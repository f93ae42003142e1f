//! Normalization of the `sources` argument.

use std::path::{Path, PathBuf};

/// One source or an ordered list of sources.
///
/// A single value behaves exactly like a one-element list.
#[derive(Debug, Clone, PartialEq, Eq)]
pub enum Sources<S> {
    Single(S),
    Many(Vec<S>),
}

impl<S> Sources<S> {
    /// Wrap a single source.
    pub fn single(source: S) -> Self {
        Sources::Single(source)
    }

    /// Wrap an ordered list of sources.
    pub fn many(sources: impl IntoIterator<Item = S>) -> Self {
        Sources::Many(sources.into_iter().collect())
    }

    /// Number of sources after normalization.
    pub fn len(&self) -> usize {
        match self {
            Sources::Single(_) => 1,
            Sources::Many(v) => v.len(),
        }
    }

    pub fn is_empty(&self) -> bool {
        self.len() == 0
    }

    /// Normalize into an ordered list.
    pub fn into_vec(self) -> Vec<S> {
        match self {
            Sources::Single(s) => vec![s],
            Sources::Many(v) => v,
        }
    }
}

impl Sources<PathBuf> {
    /// Split a delimiter-separated list of paths, e.g. `"a.csv,b.csv"`.
    ///
    /// Surrounding whitespace is trimmed and empty entries are dropped, so an
    /// empty string yields an empty list.
    pub fn from_delimited(list: &str, delimiter: char) -> Self {
        Sources::Many(
            list.split(delimiter)
                .map(str::trim)
                .filter(|s| !s.is_empty())
                .map(PathBuf::from)
                .collect(),
        )
    }
}

impl<S> From<Vec<S>> for Sources<S> {
    fn from(sources: Vec<S>) -> Self {
        Sources::Many(sources)
    }
}

impl<S, const N: usize> From<[S; N]> for Sources<S> {
    fn from(sources: [S; N]) -> Self {
        Sources::Many(sources.into())
    }
}

impl<S: Clone> From<&[S]> for Sources<S> {
    fn from(sources: &[S]) -> Self {
        Sources::Many(sources.to_vec())
    }
}

impl From<PathBuf> for Sources<PathBuf> {
    fn from(path: PathBuf) -> Self {
        Sources::Single(path)
    }
}

impl From<&Path> for Sources<PathBuf> {
    fn from(path: &Path) -> Self {
        Sources::Single(path.to_path_buf())
    }
}

impl From<&str> for Sources<PathBuf> {
    fn from(path: &str) -> Self {
        Sources::Single(PathBuf::from(path))
    }
}

impl From<String> for Sources<PathBuf> {
    fn from(path: String) -> Self {
        Sources::Single(PathBuf::from(path))
    }
}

### TASK TO CARRY OUT
Scanning the data above, copy out every line where "usize" is found.

### OUTPUT OF THE EXERCISE
    pub fn len(&self) -> usize {
impl<S, const N: usize> From<[S; N]> for Sources<S> {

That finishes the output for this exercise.